When I was in high school in the late 80’s — early 90’s, it seemed that the U.S. education system was an abysmal failure — after all, weren’t the Soviets and the Chinese students scoring higher in math? Today, headlines still decry our education system as a failure. In a recent op-ed piece published in the New York Times, “One Classroom, From Sea to Shining Sea,” Susan Jacoby advocates for a national system with a standardized curriculum, standardized teacher training, and standardized funding. She states that our system has outgrown its antiquated independent heritage.
Funding. It’s difficult to discuss problems with our educational system without discussing funding. As a California resident, I’ve watched funding drastically diminish with, among other things, the passage of Proposition 13, the Enron scandal, and our latest recession. Education is not a funding priority. Regardless of curricular referendums, standardized testing, and increased accountability for teachers, without consistent and ample funding, our schools will continue to degrade. Without realistic budgets for classrooms, teachers, and materials, we are expecting the impossible from our schools. Even as a university teacher, I have often purchased supplies for my students and classroom. Under the best conditions, teachers labor with limited support. Imagine spending 6 hours in a classroom with thirty 12 year olds (those of you with pre-teens understand the challenge of an hour with just one), five days a week. While competing for their attention and attempting to manage the classroom chatter, now imagine that class days are longer due to budget cuts, or you’ve had a wasp’s nest near the outside classroom door for six months, despite several requests to have it with removed, so you need to keep the door and outside windows shut. Now imagine that most of the toilets don’t work because the district has had to cut a majority of its maintenance staff (I’m describing a colleague’s actual experience in a Southern California school district). These externalities are rarely part of discussions about our education system. Instead, let’s talk about standardized testing and holding teachers more accountable.
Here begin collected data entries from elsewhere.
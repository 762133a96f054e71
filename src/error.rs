use std::path::PathBuf;

use thiserror::Error;

/// Rejected scene configuration.
///
/// Raised once, before the scene is built. Nothing in the per-frame path
/// returns an error.
#[derive(Debug, Error)]
pub enum ConfigError {
    #[error("failed to read config {path}: {source}")]
    Io {
        path: PathBuf,
        #[source]
        source: std::io::Error,
    },

    #[error("invalid config JSON: {0}")]
    Parse(#[from] serde_json::Error),

    #[error("skill catalog is empty")]
    EmptyCatalog,

    #[error("duplicate skill name `{0}`")]
    DuplicateName(String),

    #[error("skill `{name}`: orbit radius must be finite and > 0, got {radius}")]
    InvalidRadius { name: String, radius: f32 },

    #[error("skill `{name}`: orbit speed must be finite, got {speed}")]
    InvalidSpeed { name: String, speed: f32 },

    #[error("skill `{name}`: xp must be at most 100, got {xp}")]
    InvalidXp { name: String, xp: u8 },

    #[error("skill `{name}`: invalid accent color `{color}`")]
    InvalidColor { name: String, color: String },

    #[error("smoothing rate `{field}` must be in (0, 1], got {value}")]
    InvalidRate { field: &'static str, value: f32 },

    #[error("zoom distance must be finite and > 0, got {0}")]
    InvalidZoom(f32),

    #[error("sway `{field}` out of range, got {value}")]
    InvalidSway { field: &'static str, value: f32 },
}

/// Failure to turn a skill's icon reference into pixels.
///
/// Only the renderer sees this; the entity keeps orbiting either way.
#[derive(Debug, Error)]
pub enum AssetError {
    #[error("icon {path} not found")]
    Missing { path: PathBuf },

    #[error("failed to decode icon {path}: {source}")]
    Decode {
        path: PathBuf,
        #[source]
        source: image::ImageError,
    },
}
Education isn’t simply something to criticize. We all have a stake in its success. We choose. We choose to prioritize other issues, vote against bond measures, argue the intricacies of esoteric tax rules, and then blame our teachers, their training, or some other indefinable scapegoat for our failure to adequately educate our future. Let’s put our energy into figuring out an ample funding scheme for our schools, giving teachers and students the resources they need, create a climate of success and then re-visit questions of standardized tests, national curricula, and teacher accountability.
I doubt there are teachers who spend just 6 hours a day teaching! That’s hilarious! Oh yeah, I guess there are a lot of part-time positions now so the districts don’t have to pay for insurance.
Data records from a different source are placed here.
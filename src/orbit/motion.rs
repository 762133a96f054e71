//! Per-entity orbit motion.
//!
//! Each entity owns one [`MotionController`]. Every tick it eases its speed
//! and zoom toward targets chosen by focus, advances its phase, and derives
//! a world position plus a billboard orientation facing the viewpoint.
//!
//! Smoothing is a fixed fraction per tick (`x += (target - x) * rate`), so
//! with rates in (0, 1] values approach their target from one side and never
//! overshoot.

use glam::{Quat, Vec3};

use crate::config::MotionConfig;
use crate::orbit::math::{
    billboard_orientation, direction_toward, normalize_angle, position_on_orbit,
};

/// Hover ring pulse: frequency (rad/s) and depth of the scale wobble.
const HALO_PULSE_FREQ: f32 = 3.0;
const HALO_PULSE_DEPTH: f32 = 0.15;
/// Hover ring spin in rad/s.
const HALO_SPIN_RATE: f32 = 2.0;

/// Static orbital parameters of one entity.
#[derive(Debug, Clone, Copy, PartialEq)]
pub struct OrbitParams {
    pub radius: f32,
    /// rad/s, sign gives direction
    pub base_speed: f32,
    /// Phase at scene setup
    pub initial_phase: f32,
}

/// Animated hover ring, present only while focused.
#[derive(Debug, Clone, Copy, PartialEq)]
pub struct Halo {
    pub scale: f32,
    /// Accumulated roll of the ring in radians
    pub spin: f32,
}

/// Per-tick inputs shared by every entity.
#[derive(Debug, Clone, Copy)]
pub struct TickInput {
    /// Seconds since the scene started
    pub time: f32,
    /// Seconds since the previous tick
    pub delta: f32,
    /// Viewpoint, in the same frame as the orbit
    pub viewpoint: Vec3,
}

/// Mutable simulation state of one orbiting entity.
#[derive(Debug, Clone)]
pub struct MotionController {
    params: OrbitParams,
    angle: f32,
    speed: f32,
    zoom_offset: f32,
    position: Vec3,
    // Last good direction/orientation, kept when the viewpoint sits on us
    facing: Vec3,
    orientation: Quat,
    halo: Option<Halo>,
}

impl MotionController {
    pub fn new(params: OrbitParams) -> Self {
        let angle = normalize_angle(params.initial_phase);
        Self {
            params,
            angle,
            speed: params.base_speed,
            zoom_offset: 0.0,
            position: position_on_orbit(angle, params.radius),
            facing: Vec3::Z,
            orientation: Quat::IDENTITY,
            halo: None,
        }
    }

    pub fn params(&self) -> &OrbitParams {
        &self.params
    }

    /// Phase in [0, 2π)
    pub fn angle(&self) -> f32 {
        self.angle
    }

    pub fn speed(&self) -> f32 {
        self.speed
    }

    pub fn zoom_offset(&self) -> f32 {
        self.zoom_offset
    }

    pub fn position(&self) -> Vec3 {
        self.position
    }

    pub fn orientation(&self) -> Quat {
        self.orientation
    }

    /// Unit direction from the entity toward the viewpoint (last known good)
    pub fn facing(&self) -> Vec3 {
        self.facing
    }

    pub fn halo(&self) -> Option<Halo> {
        self.halo
    }

    /// Advance one tick.
    pub fn update(&mut self, input: &TickInput, focused: bool, cfg: &MotionConfig) {
        // Variable host cadence; a bogus delta freezes phase for this tick
        let delta = if input.delta.is_finite() && input.delta > 0.0 {
            input.delta
        } else {
            0.0
        };

        let (target_speed, speed_rate) = if focused {
            (0.0, cfg.pause_rate)
        } else {
            (self.params.base_speed, cfg.resume_rate)
        };
        self.speed += (target_speed - self.speed) * speed_rate;

        self.angle = normalize_angle(self.angle + self.speed * delta);

        let (target_zoom, zoom_rate) = if focused {
            (cfg.zoom_distance, cfg.engage_rate)
        } else {
            (0.0, cfg.release_rate)
        };
        self.zoom_offset += (target_zoom - self.zoom_offset) * zoom_rate;

        let base = position_on_orbit(self.angle, self.params.radius);
        if let Some(dir) = direction_toward(base, input.viewpoint) {
            self.facing = dir;
        }
        self.position = base + self.facing * self.zoom_offset;

        // Billboard toward the viewpoint from where we actually are. If the
        // pull landed us on the viewpoint, keep last frame's orientation.
        if let Some(dir) = direction_toward(self.position, input.viewpoint) {
            self.orientation = billboard_orientation(dir);
        }

        self.halo = if focused {
            let spin = self.halo.map_or(0.0, |h| h.spin) + delta * HALO_SPIN_RATE;
            Some(Halo {
                scale: 1.0 + (input.time * HALO_PULSE_FREQ).sin() * HALO_PULSE_DEPTH,
                spin,
            })
        } else {
            None
        };
    }
}

#[cfg(test)]
mod tests {
    use super::*;
    use std::f32::consts::TAU;

    const VIEW: Vec3 = Vec3::new(0.0, 10.0, 28.0);

    fn controller(base_speed: f32) -> MotionController {
        MotionController::new(OrbitParams {
            radius: 5.0,
            base_speed,
            initial_phase: 0.0,
        })
    }

    fn tick(t: f32) -> TickInput {
        TickInput {
            time: t,
            delta: 1.0 / 60.0,
            viewpoint: VIEW,
        }
    }

    #[test]
    fn test_focus_converges_without_overshoot() {
        let cfg = MotionConfig::default();
        let mut m = controller(0.3);
        let mut prev_speed = m.speed();
        let mut prev_zoom = m.zoom_offset();

        for i in 0..300 {
            m.update(&tick(i as f32 / 60.0), true, &cfg);
            assert!(m.speed() <= prev_speed && m.speed() >= 0.0);
            assert!(m.zoom_offset() >= prev_zoom && m.zoom_offset() <= cfg.zoom_distance);
            prev_speed = m.speed();
            prev_zoom = m.zoom_offset();
        }
        assert!(m.speed().abs() < 1e-6);
        assert!((m.zoom_offset() - cfg.zoom_distance).abs() < 1e-6);
    }

    #[test]
    fn test_release_returns_to_base() {
        let cfg = MotionConfig::default();
        let mut m = controller(-0.25);
        for i in 0..300 {
            m.update(&tick(i as f32 / 60.0), true, &cfg);
        }
        let mut prev_speed = m.speed();
        for i in 300..800 {
            m.update(&tick(i as f32 / 60.0), false, &cfg);
            // Negative base speed: approaches from above, never past it
            assert!(m.speed() <= prev_speed && m.speed() >= -0.25);
            prev_speed = m.speed();
        }
        assert!((m.speed() + 0.25).abs() < 1e-5);
        assert!(m.zoom_offset().abs() < 1e-6);
    }

    #[test]
    fn test_pause_is_snappier_than_resume() {
        let cfg = MotionConfig::default();
        let mut pausing = controller(1.0);
        pausing.update(&tick(0.0), true, &cfg);
        let paused_by = 1.0 - pausing.speed();

        let mut resuming = controller(1.0);
        resuming.speed = 0.0;
        resuming.update(&tick(0.0), false, &cfg);
        assert!(paused_by > resuming.speed());
    }

    #[test]
    fn test_angle_stays_bounded_over_long_sessions() {
        let cfg = MotionConfig::default();
        let mut m = controller(0.42);
        // ~10 days at 1 tick per second, in large steps
        for i in 0..10_000 {
            m.update(
                &TickInput { time: i as f32 * 86.4, delta: 86.4, viewpoint: VIEW },
                false,
                &cfg,
            );
        }
        assert!(m.angle().is_finite());
        assert!((0.0..TAU).contains(&m.angle()));
        assert!(m.position().is_finite());
    }

    #[test]
    fn test_zoom_pulls_toward_viewpoint() {
        let cfg = MotionConfig::default();
        let mut m = controller(0.0);
        let before = m.position().distance(VIEW);
        for i in 0..120 {
            m.update(&tick(i as f32 / 60.0), true, &cfg);
        }
        let after = m.position().distance(VIEW);
        assert!((before - after - cfg.zoom_distance).abs() < 1e-3);
    }

    #[test]
    fn test_billboard_faces_viewpoint_every_tick() {
        let cfg = MotionConfig::default();
        let mut m = controller(0.3);
        for i in 0..30 {
            m.update(&tick(i as f32 / 60.0), false, &cfg);
            let to_view = (VIEW - m.position()).normalize();
            assert!((m.orientation() * Vec3::Z - to_view).length() < 1e-4);
        }
    }

    #[test]
    fn test_degenerate_viewpoint_keeps_previous_orientation() {
        let cfg = MotionConfig::default();
        let mut m = controller(0.0);
        m.update(&tick(0.0), false, &cfg);
        let before = m.orientation();

        let on_top = TickInput {
            time: 0.1,
            delta: 1.0 / 60.0,
            viewpoint: m.position(),
        };
        m.update(&on_top, false, &cfg);
        assert_eq!(m.orientation(), before);
        assert!(m.position().is_finite());
    }

    #[test]
    fn test_bad_delta_is_ignored() {
        let cfg = MotionConfig::default();
        let mut m = controller(0.3);
        let angle = m.angle();
        for delta in [f32::NAN, -1.0, f32::INFINITY] {
            m.update(&TickInput { time: 0.0, delta, viewpoint: VIEW }, false, &cfg);
        }
        assert_eq!(m.angle(), angle);
    }

    #[test]
    fn test_halo_only_while_focused() {
        let cfg = MotionConfig::default();
        let mut m = controller(0.3);
        m.update(&tick(0.0), false, &cfg);
        assert!(m.halo().is_none());

        m.update(&tick(0.5), true, &cfg);
        m.update(&tick(0.5 + 1.0 / 60.0), true, &cfg);
        let halo = m.halo().unwrap();
        assert!((halo.spin - 2.0 * 2.0 / 60.0).abs() < 1e-5);
        assert!((halo.scale - 1.0).abs() <= HALO_PULSE_DEPTH + 1e-6);

        m.update(&tick(1.0), false, &cfg);
        assert!(m.halo().is_none());
    }
}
Sheila; I thought the figure was low! What is an average teaching load? I was trying to put classroom time versus prep time, but how many hours overall do you work?
No no, I meant it’s low! 🙂
I don’t work in a public school so my hours with students actually in the room (~6) are kinda irrelevant to the number of hours “real teachers” spend with students since they don’t get prep periods.
I think the call for standardized curriculum is more political than we can even imagine! One of my professor’s this semester is Dr. Lynda Simcox. She was involved in the National Center for History in the Schools (NCHS) which focused on created a standardized curriculum for history. In an odd twist, NCHS was heralded and then lambasted due to the political climate.
She’s the author of a book titled “Whose History?”….it’s an interesting read
Just this morning, as I was lying in bed thanking God that I still have my elementary teaching job, I was contemplating the actual number of hours I spend DAILY preparing and delivering curriculum to 20 English language learners. I arrive at my classroom most days by 6:30 and leave by 4:00 or 4:30. That’s a 10-hour day. Today is Saturday and I’ve spent 3 hours working on report cards. It’s like that most weekends. The blessing of keeping my job is real, since 19 teachers at my school have received lay-off notices. But, their going means those of us still working will be adding their students to our 20, increasing our workload by 50% and our paychecks by 0%. It is not a happy time in education right now. We are continually asked to deliver higher and higher scores with fewer and fewer resources. (Oh yes, and I had a beehive [hardly distracting, at all.]